En la mañana se devanaba los sesos tratando de descifrar cómo arreglar las cosas con Scorpius pues si bien, era un degenerado hijo de puta, lo sentía más familia que a su propia sangre, casi como un hermano. Sin embargo, en las tardes sus pensamientos vagaban hasta encontrarse con Rose Granger-Weasley, y la imagen de ella bailándole seductoramente momentos antes del fatídico -pero delicioso- beso.

No fue sino hasta que lo reconoció frente a su amigo que se dio cuenta que esa pelirroja había triunfado en algo que ninguna otra mujer pudo alcanzar.

Que él como cazador terminara siendo el cazado, encaprichándose más de la cuenta.

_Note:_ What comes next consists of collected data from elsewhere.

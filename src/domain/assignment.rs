//! Per-lot assignment output row.

use super::types::AssignabilityStatus;
use crate::domain::lot::Lot;
use serde::{Deserialize, Serialize};

pub const MAX_CREW_SIZE: usize = 10;

/// One crew member placed into a numbered slot, with the label used to
/// render `team_info` (e.g. `"Ann(3)"` for a skill pick, `"Ann(new)"` for a
/// new-product-team pick).
#[derive(Debug, Clone, PartialEq, Serialize, Deserialize)]
pub struct CrewMember {
 pub inspector_id: String,
 pub name: String,
 pub skill_level: Option<u8>,
 pub is_new_team_pick: bool,
}

impl CrewMember {
 pub fn team_info_label(&self) -> String {
 if self.is_new_team_pick {
 format!("{}(new)", self.name)
 } else if let Some(level) = self.skill_level {
 format!("{}({level})", self.name)
 } else {
 self.name.clone()
 }
 }
}

#[derive(Debug, Clone, PartialEq, Serialize, Deserialize)]
pub struct AssignmentRow {
 pub lot: Lot,
 pub inspection_time_hours: f64,
 pub required_crew_size: usize,
 pub divided_time: f64,
 /// Up to [`MAX_CREW_SIZE`] slots; empty slots are simply absent.
 pub slots: Vec<CrewMember>,
 pub assignability_status: AssignabilityStatus,
}

impl AssignmentRow {
 pub fn crew_size(&self) -> usize {
 self.slots.len()
 }

 pub fn team_info(&self) -> String {
 self.slots
.iter()
.map(CrewMember::team_info_label)
.collect::<Vec<_>>()
.join(", ")
 }

 pub fn is_assigned(&self) -> bool {
 self.assignability_status == AssignabilityStatus::Assigned
 }

 /// Release every slot and zero out the divided time, marking the row with
 /// `status`.
 pub fn release(&mut self, status: AssignabilityStatus) {
 self.slots.clear();
 self.divided_time = 0.0;
 self.assignability_status = status;
 }
}
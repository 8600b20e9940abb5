//! Seat-chart publish/re-ingest contract. A narrow, optional
//! boundary: the engine is fully usable, and fully unit-testable, without it
//!.

pub mod bridge;

pub use bridge::{Seat, SeatChart, SeatLot, SeatingBridge};
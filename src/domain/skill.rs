//! Skill matrix: ternary (product, process, inspector) → level.

use serde::{Deserialize, Serialize};
use std::collections::HashMap;

/// Skill level, 1 (lowest).. 3 (highest).
#[derive(Debug, Clone, Copy, PartialEq, Eq, PartialOrd, Ord, Serialize, Deserialize)]
pub struct SkillLevel(pub u8);

impl SkillLevel {
 pub const MAX: SkillLevel = SkillLevel(3);

 pub fn new(level: u8) -> Option<Self> {
 (1..=3).contains(&level).then_some(SkillLevel(level))
 }

 pub fn is_top_tier(self) -> bool {
 self == Self::MAX
 }
}

#[derive(Debug, Clone, PartialEq, Eq, Hash)]
struct SkillKey {
 product_number: String,
 /// `None` means the matrix row's process column was blank, matching any
 /// process of the product.
 process_number: Option<String>,
 inspector_id: String,
}

/// Immutable snapshot of the skill matrix.
#[derive(Debug, Clone, Default)]
pub struct SkillMatrix {
 cells: HashMap<SkillKey, SkillLevel>,
 products_present: std::collections::HashSet<String>,
}

#[derive(Debug, Clone, Serialize, Deserialize)]
pub struct SkillRow {
 pub product_number: String,
 pub process_number: Option<String>,
 pub inspector_id: String,
 pub level: SkillLevel,
}

impl SkillMatrix {
 pub fn from_rows(rows: impl IntoIterator<Item = SkillRow>) -> Self {
 let mut cells = HashMap::new();
 let mut products_present = std::collections::HashSet::new();
 for row in rows {
 products_present.insert(row.product_number.clone());
 cells.insert(
 SkillKey {
 product_number: row.product_number,
 process_number: row.process_number,
 inspector_id: row.inspector_id,
 },
 row.level,
 );
 }
 Self {
 cells,
 products_present,
 }
 }

 /// `true` if the product appears anywhere in the matrix; absent products
 /// fall back to the new-product team.
 pub fn has_product(&self, product_number: &str) -> bool {
 self.products_present.contains(product_number)
 }

 /// Skill level of `inspector_id` for `(product_number, process_number)`,
 /// with blank-process rows matching any process.
 pub fn level_of(
 &self,
 product_number: &str,
 process_number: &str,
 inspector_id: &str,
 ) -> Option<SkillLevel> {
 if let Some(level) = self.cells.get(&SkillKey {
 product_number: product_number.to_string(),
 process_number: Some(process_number.to_string()),
 inspector_id: inspector_id.to_string(),
 }) {
 return Some(*level);
 }
 self.cells
.get(&SkillKey {
 product_number: product_number.to_string(),
 process_number: None,
 inspector_id: inspector_id.to_string(),
 })
.copied()
 }

 /// All `(inspector_id, level)` pairs qualifying for `(product_number,
 /// process_number)` — i.e. any non-absent skill cell. An inspector with
 /// both a blank-process row and an exact-process row for the product is
 /// listed once, using the exact-process level (matches `level_of`'s
 /// precedence).
 pub fn qualified_inspectors(
 &self,
 product_number: &str,
 process_number: &str,
 ) -> Vec<(String, SkillLevel)> {
 let mut by_inspector: HashMap<String, (SkillLevel, bool)> = HashMap::new();
 for (key, level) in self.cells.iter().filter(|(key, _)| {
 key.product_number == product_number
 && (key.process_number.is_none()
 || key.process_number.as_deref() == Some(process_number))
 }) {
 let is_exact = key.process_number.is_some();
 by_inspector
.entry(key.inspector_id.clone())
.and_modify(|(existing_level, existing_exact)| {
 if is_exact && !*existing_exact {
 *existing_level = *level;
 *existing_exact = true;
 }
 })
.or_insert((*level, is_exact));
 }
 by_inspector
.into_iter()
.map(|(id, (level, _))| (id, level))
.collect()
 }
}

#[cfg(test)]
mod tests {
 use super::*;

 fn matrix() -> SkillMatrix {
 SkillMatrix::from_rows(vec![
 SkillRow {
 product_number: "P1".into(),
 process_number: Some("10".into()),
 inspector_id: "A".into(),
 level: SkillLevel::new(3).unwrap(),
 },
 SkillRow {
 product_number: "P1".into(),
 process_number: None,
 inspector_id: "B".into(),
 level: SkillLevel::new(1).unwrap(),
 },
 ])
 }

 #[test]
 fn blank_process_row_matches_any_process() {
 let m = matrix();
 assert_eq!(
 m.level_of("P1", "99", "B"),
 Some(SkillLevel::new(1).unwrap())
 );
 }

 #[test]
 fn exact_process_row_takes_precedence() {
 let m = matrix();
 assert_eq!(
 m.level_of("P1", "10", "A"),
 Some(SkillLevel::new(3).unwrap())
 );
 }

 #[test]
 fn absent_product_is_new() {
 let m = matrix();
 assert!(!m.has_product("P9"));
 assert!(m.has_product("P1"));
 }

 #[test]
 fn qualified_inspectors_includes_blank_process_rows() {
 let m = matrix();
 let mut qualified = m.qualified_inspectors("P1", "10");
 qualified.sort_by(|a, b| a.0.cmp(&b.0));
 assert_eq!(
 qualified,
 vec![
 ("A".to_string(), SkillLevel::new(3).unwrap()),
 ("B".to_string(), SkillLevel::new(1).unwrap()),
 ]
 );
 }

 #[test]
 fn qualified_inspectors_dedupes_blank_and_exact_rows_for_same_inspector() {
 let m = SkillMatrix::from_rows(vec![
 SkillRow {
 product_number: "P1".into(),
 process_number: None,
 inspector_id: "A".into(),
 level: SkillLevel::new(1).unwrap(),
 },
 SkillRow {
 product_number: "P1".into(),
 process_number: Some("10".into()),
 inspector_id: "A".into(),
 level: SkillLevel::new(3).unwrap(),
 },
 ]);
 let qualified = m.qualified_inspectors("P1", "10");
 assert_eq!(qualified, vec![("A".to_string(), SkillLevel::new(3).unwrap())]);
 }
}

Suspiró. Era viernes por la noche, su último día allí, y ya mañana podría retornar al castillo a arreglar sus asuntos pendientes. Bajó a cenar en silencio como el resto de los días y una vez satisfecho, volvió a subir a su habitación, sin cruzar palabra con su madre ni menos con el sujeto que ahora exhibía como su marido. No obstante, al rato decidió ir por una copa de vino a modo de celebración por haber sobrevivido a aquella semana, pero antes de terminar de bajar la escalera, escuchó al Ministro susurrar.

–Cariño, no te angusties.

Lorenzo se asomó con sigilo para no develar su presencia, y observó cómo Alexander Bleu pasaba sus dedos por la cabellera de su madre de forma comprensiva.

–Es fácil decirlo –la oyó mascullar frustrada.

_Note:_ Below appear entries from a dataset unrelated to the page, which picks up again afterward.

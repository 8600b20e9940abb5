//! Crew selection for a single lot.

use crate::config::EngineConfig;
use crate::domain::{
 compare_least_loaded, CrewMember, DailyState, FixedPinRegistry, Inspector, Lot, SkillLevel,
};
use crate::master::MasterSnapshot;
use chrono::NaiveDate;

#[derive(Debug, Clone)]
pub struct Candidate {
 pub inspector_id: String,
 pub name: String,
 pub skill_level: Option<SkillLevel>,
 pub is_new_team_pick: bool,
}

impl Candidate {
 fn into_crew_member(self) -> CrewMember {
 CrewMember {
 inspector_id: self.inspector_id,
 name: self.name,
 skill_level: self.skill_level.map(|l| l.0),
 is_new_team_pick: self.is_new_team_pick,
 }
 }
}

/// Candidate derivation: skill-qualified inspectors, or
/// the new-product team when the product is absent from the skill matrix or
/// no one qualifies.
pub fn derive_candidates(lot: &Lot, snapshot: &MasterSnapshot) -> Vec<Candidate> {
 let process_number = lot.current_process_number.as_deref().unwrap_or("");

 if snapshot.skills.has_product(&lot.product_number) {
 let qualified = snapshot.skills.qualified_inspectors(&lot.product_number, process_number);
 if !qualified.is_empty() {
 return qualified
.into_iter()
.filter_map(|(id, level)| {
 find_inspector(snapshot, &id).map(|inspector| Candidate {
 inspector_id: id,
 name: inspector.name.clone(),
 skill_level: Some(level),
 is_new_team_pick: false,
 })
 })
.collect();
 }
 }

 snapshot
.inspectors
.iter()
.filter(|i| i.is_new_product_team_member)
.map(|i| Candidate {
 inspector_id: i.inspector_id.clone(),
 name: i.name.clone(),
 skill_level: None,
 is_new_team_pick: true,
 })
.collect()
}

fn find_inspector<'a>(snapshot: &'a MasterSnapshot, inspector_id: &str) -> Option<&'a Inspector> {
 snapshot.inspectors.iter().find(|i| i.inspector_id == inspector_id)
}

/// All four per-inspector filters from spec §4.4 (vacation, positive cap,
/// daily cap with slack, same-part cap).
pub fn passes_filters(
 inspector_id: &str,
 lot: &Lot,
 divided_time: f64,
 snapshot: &MasterSnapshot,
 state: &DailyState,
 config: &EngineConfig,
 today: NaiveDate,
) -> bool {
 let Some(inspector) = find_inspector(snapshot, inspector_id) else {
 return false;
 };
 if snapshot.vacations.is_on_vacation(inspector_id, today) {
 return false;
 }
 let max_hours = inspector.max_daily_hours(config);
 if max_hours <= 0.0 {
 return false;
 }
 if state.daily_hours_of(inspector_id) + divided_time > max_hours - config.epsilon {
 return false;
 }
 if state.product_hours_of(inspector_id, &lot.product_number) + divided_time > config.h_product {
 return false;
 }
 true
}

pub struct CrewSelection {
 pub members: Vec<CrewMember>,
 /// Pinned inspectors that failed a filter and were dropped.
 pub dropped_pins: Vec<String>,
}

/// Select a crew for one lot: mandatory fixed-pins first, then
/// least-loaded fill, with a skill-3 pin for crew sizes 2 and 3.
#[allow(clippy::too_many_arguments)]
pub fn select_crew(
 lot: &Lot,
 required_crew_size: usize,
 divided_time: f64,
 snapshot: &MasterSnapshot,
 pins: &FixedPinRegistry,
 state: &DailyState,
 config: &EngineConfig,
 today: NaiveDate,
) -> CrewSelection {
 let candidates = derive_candidates(lot, snapshot);
 let mut eligible: Vec<Candidate> = candidates
.into_iter()
.filter(|c| passes_filters(&c.inspector_id, lot, divided_time, snapshot, state, config, today))
.collect();

 let pinned_ids = pins.pinned_inspectors(&lot.product_number, &lot.current_process_name);
 let mut selected: Vec<Candidate> = Vec::new();
 let mut dropped_pins = Vec::new();

 for pin_id in &pinned_ids {
 if !passes_filters(pin_id, lot, divided_time, snapshot, state, config, today) {
 dropped_pins.push(pin_id.clone());
 continue;
 }
 let candidate = eligible
.iter()
.position(|c| &c.inspector_id == pin_id)
.map(|idx| eligible.remove(idx))
.or_else(|| {
 find_inspector(snapshot, pin_id).map(|inspector| Candidate {
 inspector_id: inspector.inspector_id.clone(),
 name: inspector.name.clone(),
 skill_level: None,
 is_new_team_pick: false,
 })
 });
 if let Some(candidate) = candidate {
 selected.push(candidate);
 }
 }

 // Remove any eligible candidate already selected via a pin, to avoid
 // double-picking them during the fill step below.
 eligible.retain(|c| !selected.iter().any(|s| s.inspector_id == c.inspector_id));

 if matches!(required_crew_size, 2 | 3)
 && !selected.iter().any(|m| m.skill_level.map(SkillLevel::is_top_tier).unwrap_or(false))
 {
 if let Some(idx) = top_tier_least_loaded_index(&eligible, state) {
 selected.push(eligible.remove(idx));
 }
 }

 while selected.len() < required_crew_size {
 match least_loaded_index(&eligible, state) {
 Some(idx) => selected.push(eligible.remove(idx)),
 None => break,
 }
 }

 CrewSelection {
 members: selected.into_iter().map(Candidate::into_crew_member).collect(),
 dropped_pins,
 }
}

fn least_loaded_index(pool: &[Candidate], state: &DailyState) -> Option<usize> {
 pool.iter()
.enumerate()
.min_by(|(_, a), (_, b)| {
 compare_least_loaded(&state.least_loaded_key(&a.inspector_id), &state.least_loaded_key(&b.inspector_id))
 })
.map(|(idx, _)| idx)
}

fn top_tier_least_loaded_index(pool: &[Candidate], state: &DailyState) -> Option<usize> {
 pool.iter()
.enumerate()
.filter(|(_, c)| c.skill_level.map(SkillLevel::is_top_tier).unwrap_or(false))
.min_by(|(_, a), (_, b)| {
 compare_least_loaded(&state.least_loaded_key(&a.inspector_id), &state.least_loaded_key(&b.inspector_id))
 })
.map(|(idx, _)| idx)
}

Notó como él dejaba caer el brazo para colocarlo encima de la mesa y enlazaba su mano al dorso de la de ella, apretándola para hacerle ver que estaba ahí para apoyarla.

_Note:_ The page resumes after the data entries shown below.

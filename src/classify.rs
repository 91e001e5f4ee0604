use rustc_hash::{FxHashMap, FxHashSet};

use crate::alignment::{Map, Template};
use crate::feature::{GeneIdHandle, TranscriptIdHandle};
use crate::index::Index;

/// Per-map (or per-mate-pair, after merge) accumulator. `map_index`
/// identifies which entry of the caller's template this hit was produced
/// from; the hit does not borrow the alignment data itself.
#[derive(Clone, Debug, Default)]
pub struct Hit {
    pub map_index: usize,
    pub num_junctions: u32,
    pub intron_length: u64,
    pub exon_overlap: f64,
    pub junction_hits: f64,
    pub is_protein_coding: bool,
    pub transcripts: FxHashMap<TranscriptIdHandle, u32>,
    pub genes: FxHashMap<GeneIdHandle, u32>,
    pub pairs_splits: bool,
    pub pairs_gene: bool,
    pub pairs_transcript: bool,
}

/// Classifies every map (or mate-pair) of `template`, returning one `Hit`
/// per entry.
pub fn classify_template(index: &Index, template: &Template) -> Vec<Hit> {
    match template {
        Template::SingleEnd(maps) => maps
            .iter()
            .enumerate()
            .map(|(i, map)| {
                let mut hit = classify_map(index, map, false);
                hit.map_index = i;
                hit
            })
            .collect(),
        Template::Paired(pairs) => pairs
            .iter()
            .enumerate()
            .map(|(i, (mate0, mate1))| {
                let mut hit0 = classify_map(index, mate0, true);
                let hit1 = classify_map(index, mate1, true);
                merge_paired(&mut hit0, hit1, mate0.num_blocks(), mate1.num_blocks());
                hit0.map_index = i;
                hit0
            })
            .collect(),
    }
}

/// Builds a single map's hit per the per-block construction algorithm.
/// `paired` selects the junction_hits normalization divisor (see the
/// paired-template aggregation rules).
fn classify_map(index: &Index, map: &Map, paired: bool) -> Hit {
    let exon_type = index.types.lookup("exon");
    let protein_coding = index.gene_types.lookup("protein_coding");

    let k = map.blocks.len() as u32;
    let mut hit = Hit {
        num_junctions: k.saturating_sub(1),
        ..Hit::default()
    };

    for (i, block) in map.blocks.iter().enumerate() {
        let hits = index.search(&map.reference, block.start, block.end);
        let mut local_overlap = 0.0_f64;
        let mut block_junction_credited = false;
        let mut genes_seen_this_block: FxHashSet<GeneIdHandle> = FxHashSet::default();

        for feature in hits {
            if Some(feature.feature_type) != exon_type {
                continue;
            }
            if protein_coding.is_none() || feature.gene_type != protein_coding {
                continue;
            }
            hit.is_protein_coding = true;

            let read_length = (block.end - block.start + 1) as f64;
            let lclip = block.start.saturating_sub(feature.start) as f64;
            let rclip = feature.end.saturating_sub(block.end) as f64;
            let feature_length = (feature.end - feature.start + 1) as f64;
            let over = (feature_length - lclip - rclip) / read_length;
            if over > local_overlap {
                local_overlap = over;
            }

            if i > 0 && !block_junction_credited {
                let hits_junction = block.start == feature.start
                    || block.start == feature.end
                    || block.end == feature.start
                    || block.end == feature.end;
                if hits_junction {
                    hit.junction_hits += 1.0;
                }
                block_junction_credited = true;
            }

            if let Some(transcript_id) = feature.transcript_id {
                *hit.transcripts.entry(transcript_id).or_insert(0) += 1;
            }
            if let Some(gene_id) = feature.gene_id {
                if genes_seen_this_block.insert(gene_id) {
                    *hit.genes.entry(gene_id).or_insert(0) += 1;
                }
            }
        }

        if let Some(gap) = block.junction_to_next {
            hit.intron_length += gap as u64;
        }
        hit.exon_overlap += local_overlap;
    }

    if k > 0 {
        hit.exon_overlap /= k as f64;
    }
    if hit.num_junctions > 0 {
        let divisor = if paired {
            2.0 * hit.num_junctions as f64
        } else {
            hit.num_junctions as f64
        };
        hit.junction_hits /= divisor;
    }

    hit.pairs_splits = hit.transcripts.values().any(|&count| count > 1 && count == k);
    if !paired {
        hit.pairs_gene = k == 0 || hit.genes.values().any(|&count| count == k);
    }

    hit
}

/// Merges mate1's hit into mate0's (the template hit) per the paired
/// aggregation rules.
fn merge_paired(template_hit: &mut Hit, mate1: Hit, blocks0: u32, blocks1: u32) {
    template_hit.exon_overlap = (template_hit.exon_overlap + mate1.exon_overlap) / 2.0;

    template_hit.pairs_splits = if template_hit.num_junctions > 0 && mate1.num_junctions > 0 {
        template_hit.pairs_splits && mate1.pairs_splits
    } else if template_hit.num_junctions > 0 {
        template_hit.pairs_splits
    } else {
        mate1.pairs_splits
    };

    template_hit.is_protein_coding = template_hit.is_protein_coding && mate1.is_protein_coding;
    template_hit.intron_length += mate1.intron_length;
    template_hit.num_junctions += mate1.num_junctions;
    template_hit.junction_hits = (template_hit.junction_hits + mate1.junction_hits) / 2.0;

    template_hit.transcripts = intersect_counts(std::mem::take(&mut template_hit.transcripts), &mate1.transcripts);
    template_hit.genes = intersect_counts(std::mem::take(&mut template_hit.genes), &mate1.genes);

    let total_blocks = blocks0 + blocks1;
    template_hit.pairs_transcript = template_hit
        .transcripts
        .values()
        .any(|&count| count > 1 && count == total_blocks);
    template_hit.pairs_gene = template_hit
        .genes
        .values()
        .any(|&count| count > 1 && count == total_blocks);
}

fn intersect_counts<K: Eq + std::hash::Hash + Copy>(
    a: FxHashMap<K, u32>,
    b: &FxHashMap<K, u32>,
) -> FxHashMap<K, u32> {
    a.into_iter()
        .filter_map(|(key, count)| b.get(&key).map(|&other| (key, count + other)))
        .collect()
}

#[cfg(test)]
mod tests {
    use super::*;
    use crate::alignment::Block;
    use crate::config::IngestConfig;
    use crate::ingest::load_str;

    #[test]
    fn single_block_full_coverage() {
        let input = "chr1\tsrc\texon\t100\t200\t.\t+\t.\tgene_id \"g1\"; gene_type \"protein_coding\"; transcript_id \"t1\";\n";
        let idx = load_str(input, &IngestConfig::default()).unwrap();
        let map = Map {
            reference: "chr1".into(),
            blocks: vec![Block {
                start: 120,
                end: 180,
                junction_to_next: None,
            }],
        };
        let hits = classify_template(&idx, &Template::SingleEnd(vec![map]));
        assert_eq!(hits.len(), 1);
        let hit = &hits[0];
        assert!((hit.exon_overlap - 1.0).abs() < 1e-9);
        assert!(hit.is_protein_coding);
        assert_eq!(hit.num_junctions, 0);
    }

    #[test]
    fn exon_with_no_gene_type_is_not_protein_coding() {
        let input = "chr1\tsrc\texon\t100\t200\t.\t+\t.\tgene_id \"g1\"; transcript_id \"t1\";\n";
        let idx = load_str(input, &IngestConfig::default()).unwrap();
        let map = Map {
            reference: "chr1".into(),
            blocks: vec![Block {
                start: 120,
                end: 180,
                junction_to_next: None,
            }],
        };
        let hits = classify_template(&idx, &Template::SingleEnd(vec![map]));
        let hit = &hits[0];
        assert!(!hit.is_protein_coding);
        assert_eq!(hit.exon_overlap, 0.0);
        assert!(hit.transcripts.is_empty());
    }

    #[test]
    fn split_read_pairs_transcript_and_full_junction_hits() {
        let input = concat!(
            "chr1\tsrc\texon\t100\t200\t.\t+\t.\tgene_id \"g1\"; gene_type \"protein_coding\"; transcript_id \"t1\";\n",
            "chr1\tsrc\texon\t400\t500\t.\t+\t.\tgene_id \"g1\"; gene_type \"protein_coding\"; transcript_id \"t1\";\n",
        );
        let idx = load_str(input, &IngestConfig::default()).unwrap();
        let map = Map {
            reference: "chr1".into(),
            blocks: vec![
                Block {
                    start: 150,
                    end: 200,
                    junction_to_next: Some(199),
                },
                Block {
                    start: 400,
                    end: 450,
                    junction_to_next: None,
                },
            ],
        };
        let hits = classify_template(&idx, &Template::SingleEnd(vec![map]));
        let hit = &hits[0];
        assert!(hit.pairs_splits);
        assert!((hit.junction_hits - 1.0).abs() < 1e-9);
    }
}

–No es tu culpa. Nunca lo fue. Ya cambiarán las cosas.

–¡Ja! Tu optimismo me causa ternura –refutó agria.

–Ven.

Alexander Bleu se levantó de su asiento y la llevó consigo, sacándose brevemente la varita que llevaba en el bolsillo de su chaqueta para encender el tocadiscos. Una música alegre llena de ritmos sincopados se extendió por cada esquina, mientras él se movía con entusiasmo, agitando los brazos de su señora como si fuese un títere.

–¿Por me estás haciendo bailar? –inquirió confundida.

–Porque te gusta y te sube el ánimo –le contestó el hombre, guiñándole el ojo–. Vamos, déjate ir. Yo sé que quieres.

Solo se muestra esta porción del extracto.